Las Vegas Sun

March 28, 2024

New poll shows Mark Amodei, Kate Marshall in dead heat

Last week, a conservative poll whose ethics are being questioned showed Republican candidate Mark Amodei up 13 points over Democratic rival, Kate Marshall, in the race to fill Nevada’s 2nd Congressional District seat.

Today, a liberal poll has them in a dead heat heading into the homestretch of the campaign.

A poll conducted by Public Policy Polling and released this morning by progressive political blog Daily Kos and the Service Employees’ International Union puts Amodei up only 1 point over Marshall, 43-42, which is within the survey's margin of error.

Timothy Fasano and Helmuth Lehmann each received 3 percent of the prospective field of voters, with 8 percent undecided.

In other words, according to the poll, between Amodei and Marshall, it’s anybody’s game.

The details of the poll aren’t too surprising: Amodei does better among Republicans (77 to 8 percent), Marshall does better among Democrats (81 to 4 percent); Amodei does slightly better among white voters (45 to 40 percent), while Marshall does significantly better among Hispanics (52 to 30 percent) and other minorities (53 to 36 percent); and while Amodei polls stronger among baby boomers (45 to 42 percent) and seniors (47 to 40 percent), Marshall is the favorite with the younger crowd (pulling 44 to Amodei’s 32 percent among 18-to-29 year olds, and 45 to 39 percent among 30 to 45 year olds).

The poll includes some interesting stats about the Senate race between Shelley Berkley and Dean Heller. Nevada’s 2nd Congressional District is Heller’s old stomping grounds, and he does better there overall: in a hypothetical head-to-head with Berkley, he pulls 52 percent of the district, while she pulls 40 percent.

But the more important breakdown, at least for the Berkley campaign, comes in the favorable ratings. While voters in the district aren’t overwhelmingly pleased with Heller, more people like him than don’t: his approval rating is 48 percent, while his disapproval rating is 41 -- in a poll sponsored by Democrat-leaning outfits.
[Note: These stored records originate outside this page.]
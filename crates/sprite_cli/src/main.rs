use std::path::{Path, PathBuf};

use anyhow::{Context, Result};
use clap::{Parser, Subcommand};
use indicatif::{ProgressBar, ProgressStyle};
use log::info;
use sprite_render::{
    export_animation, export_spritesheet, export_still, rasterize, ArtPack, Bitmap, FrameSequence,
    Palette, Session, SessionConfig,
};

mod script;

use script::Trigger;

#[derive(Parser, Debug)]
#[command(author, version, about = "Rasterize glyph grid sprites and export PNG/GIF files")]
struct Cli {
    /// JSON art pack replacing the built-in sprites and palettes
    #[arg(long, global = true)]
    pack: Option<PathBuf>,
    #[command(subcommand)]
    command: Commands,
}

#[derive(Subcommand, Debug)]
enum Commands {
    /// Print a sprite to the terminal using truecolor blocks
    Preview(PreviewArgs),
    /// Rasterize one sprite and write it as PNG
    Render(RenderArgs),
    /// Write one PNG per palette into a directory
    Palettes(PalettesArgs),
    /// Write a sequence of sprites as a looping GIF
    Animate(AnimateArgs),
    /// Write a sequence of sprites as a horizontal PNG strip
    Sheet(SheetArgs),
    /// Run a display session over a scripted list of triggers
    Play(PlayArgs),
}

#[derive(Parser, Debug)]
struct PreviewArgs {
    /// Sprite name from the art pack
    #[arg(default_value = "mario_stand")]
    sprite: String,
    #[command(flatten)]
    settings: SpriteSettings,
}

#[derive(Parser, Debug)]
struct RenderArgs {
    /// Sprite name from the art pack
    #[arg(default_value = "mario_stand")]
    sprite: String,
    /// Output file path
    #[arg(short, long)]
    output: PathBuf,
    #[command(flatten)]
    settings: SpriteSettings,
}

#[derive(Parser, Debug)]
struct PalettesArgs {
    /// Sprite name from the art pack
    #[arg(default_value = "mario_stand")]
    sprite: String,
    /// Output directory for `<sprite>_<palette>.png` files
    #[arg(short, long)]
    out_dir: PathBuf,
    /// Edge length in pixels of one grid cell
    #[arg(long, default_value_t = 8)]
    scale: u32,
}

#[derive(Parser, Debug)]
struct AnimateArgs {
    /// Sprite names, in playback order
    #[arg(required = true)]
    frames: Vec<String>,
    /// Output GIF path
    #[arg(short, long)]
    output: PathBuf,
    /// Playback speed
    #[arg(long, default_value_t = 4.0)]
    fps: f64,
    #[command(flatten)]
    settings: SpriteSettings,
}

#[derive(Parser, Debug)]
struct SheetArgs {
    /// Sprite names, left to right
    #[arg(required = true)]
    frames: Vec<String>,
    /// Output PNG path
    #[arg(short, long)]
    output: PathBuf,
    #[command(flatten)]
    settings: SpriteSettings,
}

#[derive(Parser, Debug)]
struct PlayArgs {
    /// Comma separated triggers, e.g. `2,anim,tick:0.3,wave,still:out.png,gif:out.gif`
    #[arg(long, value_delimiter = ',')]
    events: Vec<Trigger>,
    /// JSON session configuration
    #[arg(long)]
    config: Option<PathBuf>,
}

#[derive(Parser, Debug, Clone)]
struct SpriteSettings {
    /// Palette name or 1-based index
    #[arg(long, default_value = "nes")]
    palette: String,
    /// Edge length in pixels of one grid cell
    #[arg(long, default_value_t = 8)]
    scale: u32,
}

fn main() -> Result<()> {
    env_logger::Builder::from_env(env_logger::Env::default().default_filter_or("info")).init();

    let cli = Cli::parse();
    let pack = load_pack(cli.pack.as_deref())?;
    match cli.command {
        Commands::Preview(args) => preview(&pack, args),
        Commands::Render(args) => render(&pack, args),
        Commands::Palettes(args) => palettes(&pack, args),
        Commands::Animate(args) => animate(&pack, args),
        Commands::Sheet(args) => sheet(&pack, args),
        Commands::Play(args) => play(pack, args),
    }
}

fn load_pack(path: Option<&Path>) -> Result<ArtPack> {
    match path {
        Some(path) => {
            ArtPack::from_path(path).with_context(|| format!("failed to load art pack {:?}", path))
        },
        None => ArtPack::builtin().context("failed to load built-in art pack"),
    }
}

fn preview(pack: &ArtPack, args: PreviewArgs) -> Result<()> {
    let palette = args.settings.palette(pack)?;
    let grid = pack.sprite(&args.sprite)?;

    for row in grid.rows() {
        let mut line = String::new();
        for &glyph in row {
            match palette.lookup(glyph) {
                Some(color) => {
                    line.push_str(&format!("\x1b[48;2;{};{};{}m  ", color[0], color[1], color[2]))
                },
                None => line.push_str("\x1b[0m  "),
            }
        }
        println!("{}\x1b[0m", line);
    }

    Ok(())
}

fn render(pack: &ArtPack, args: RenderArgs) -> Result<()> {
    let palette = args.settings.palette(pack)?;
    let grid = pack.sprite(&args.sprite)?;
    let bitmap = rasterize(grid, palette, args.settings.scale)
        .with_context(|| format!("failed to rasterize {:?}", args.sprite))?;

    export_still(&bitmap, &args.output)
        .with_context(|| format!("failed to write {:?}", args.output))?;
    info!("saved {}", args.output.display());
    Ok(())
}

fn palettes(pack: &ArtPack, args: PalettesArgs) -> Result<()> {
    std::fs::create_dir_all(&args.out_dir)
        .with_context(|| format!("failed to create output directory {:?}", args.out_dir))?;
    let grid = pack.sprite(&args.sprite)?;

    let progress = ProgressBar::new(pack.palettes().len() as u64);
    progress.set_style(
        ProgressStyle::with_template("{spinner} [{elapsed_precise}] [{bar:40.cyan/blue}] {pos}/{len} palettes")
            .context("invalid progress template")?
            .progress_chars("=> "),
    );

    for palette in pack.palettes().iter() {
        let bitmap = rasterize(grid, palette, args.scale)
            .with_context(|| format!("failed to rasterize with palette {}", palette.name()))?;
        let path = args.out_dir.join(format!("{}_{}.png", args.sprite, palette.name()));
        export_still(&bitmap, &path).with_context(|| format!("failed to write {:?}", path))?;
        progress.inc(1);
    }

    progress.finish_with_message(format!("Sprites written to {:?}", args.out_dir));
    Ok(())
}

fn animate(pack: &ArtPack, args: AnimateArgs) -> Result<()> {
    let palette = args.settings.palette(pack)?;
    let sequence = build_sequence(pack, &args.frames, palette, args.settings.scale, args.fps)?;

    export_animation(&sequence.bitmaps(), &sequence.frame_delays_cs(), &args.output)
        .with_context(|| format!("failed to write {:?}", args.output))?;
    info!("saved {} ({} frames)", args.output.display(), sequence.len());
    Ok(())
}

fn sheet(pack: &ArtPack, args: SheetArgs) -> Result<()> {
    let palette = args.settings.palette(pack)?;
    let bitmaps = args
        .frames
        .iter()
        .map(|name| {
            let grid = pack.sprite(name)?;
            rasterize(grid, palette, args.settings.scale)
        })
        .collect::<Result<Vec<Bitmap>, _>>()?;

    export_spritesheet(&bitmaps.iter().collect::<Vec<_>>(), &args.output)
        .with_context(|| format!("failed to write {:?}", args.output))?;
    info!("saved {}", args.output.display());
    Ok(())
}

fn play(pack: ArtPack, args: PlayArgs) -> Result<()> {
    let config = match &args.config {
        Some(path) => SessionConfig::from_path(path)
            .with_context(|| format!("failed to load session config {:?}", path))?,
        None => SessionConfig::default(),
    };
    let mut session = Session::new(pack, config).context("failed to start session")?;

    for trigger in args.events {
        match trigger {
            Trigger::SelectPalette(index) => session.on_select_palette(index)?,
            Trigger::ToggleAnimation => {
                info!("animation {}", on_off(session.on_toggle_animation()));
            },
            Trigger::ToggleDistortion => {
                info!("wave {}", on_off(session.on_toggle_distortion()));
            },
            Trigger::ToggleRotation => {
                info!("rotation {}", on_off(session.on_toggle_rotation()));
            },
            Trigger::Tick(dt) => session.update(dt),
            Trigger::ExportStill(path) => {
                session
                    .on_export_still(&path)
                    .with_context(|| format!("failed to write {:?}", path))?;
                info!("saved {}", path.display());
            },
            Trigger::ExportAnimation(path) => {
                session
                    .on_export_animation(&path)
                    .with_context(|| format!("failed to write {:?}", path))?;
                info!("saved {}", path.display());
            },
            Trigger::ExportCanvas(path) => {
                session
                    .on_export_canvas(&path)
                    .with_context(|| format!("failed to write {:?}", path))?;
                info!("saved {}", path.display());
            },
        }
    }

    Ok(())
}

fn build_sequence(
    pack: &ArtPack,
    names: &[String],
    palette: &Palette,
    scale: u32,
    fps: f64,
) -> Result<FrameSequence> {
    let grids = names
        .iter()
        .map(|name| pack.sprite(name).cloned())
        .collect::<Result<Vec<_>, _>>()?;
    Ok(FrameSequence::from_grids(grids, palette, scale, fps)?)
}

fn on_off(enabled: bool) -> &'static str {
    if enabled {
        "on"
    } else {
        "off"
    }
}

impl SpriteSettings {
    fn palette<'a>(&self, pack: &'a ArtPack) -> Result<&'a Palette> {
        let palettes = pack.palettes();
        match self.palette.parse::<usize>() {
            Ok(index) => Ok(palettes.select(index)?),
            Err(_) => palettes
                .by_name(&self.palette)
                .with_context(|| format!("unknown palette {:?}", self.palette)),
        }
    }
}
Berkley, on the other hand, is still relatively unknown in the district: over half of respondents said they hadn’t developed an opinion of her. (Of those who did, only 18 percent liked her; 31 percent didn’t).

Seen in the best possible light, that’s potential room to grow. But Berkley’s already been working Northern Nevada -- especially Washoe County -- to raise her profile; she’s there today campaigning as part of her jobs tour.

But the numbers in this poll suggest either the message hasn’t been sticking, or people just haven’t been paying attention to anything other than the special election, where Marshall is running as a very different kind of Democrat. Marshall has been trying to appeal to voters across party lines by distancing herself from several of President Barack Obama’s policies that Berkley has supported, including the health care bill and the debt ceiling package.

Three weeks remain until voters will decide if her centrist message is what they want to send to Washington. But polls aren’t clear about her chances: The PPP poll comes in the wake of a Magellan Strategies/Americans for Prosperity poll that put Amodei up over Marshall, 48 to 35 percent.

But that poll sampled more heavily from Republicans than PPP’s: 48 percent of the respondents were Republicans in that poll, while 38 percent were Democrats and 14 percent were indepedents.

The PPP poll’s sample was 41 percent Republican, 37 percent Democratic, and 22 percent independent.

Neither is exactly representative of the second district’s voting-eligible population. Voter registration in Nevada’s 2nd, as of July, is 43 percent Republican, 35.4 percent Democrat, and 15 percent independent. The rest of voters are divided among smaller parties (with registered Independent Americans -- that’s Sharron Angle’s old party before she challenged Harry Reid -- most strongly represented among the minor parties with 5 percent.)

If Marshall beats Amodei, it will be the first time the district has been represented by a Democrat since it was created in 1980.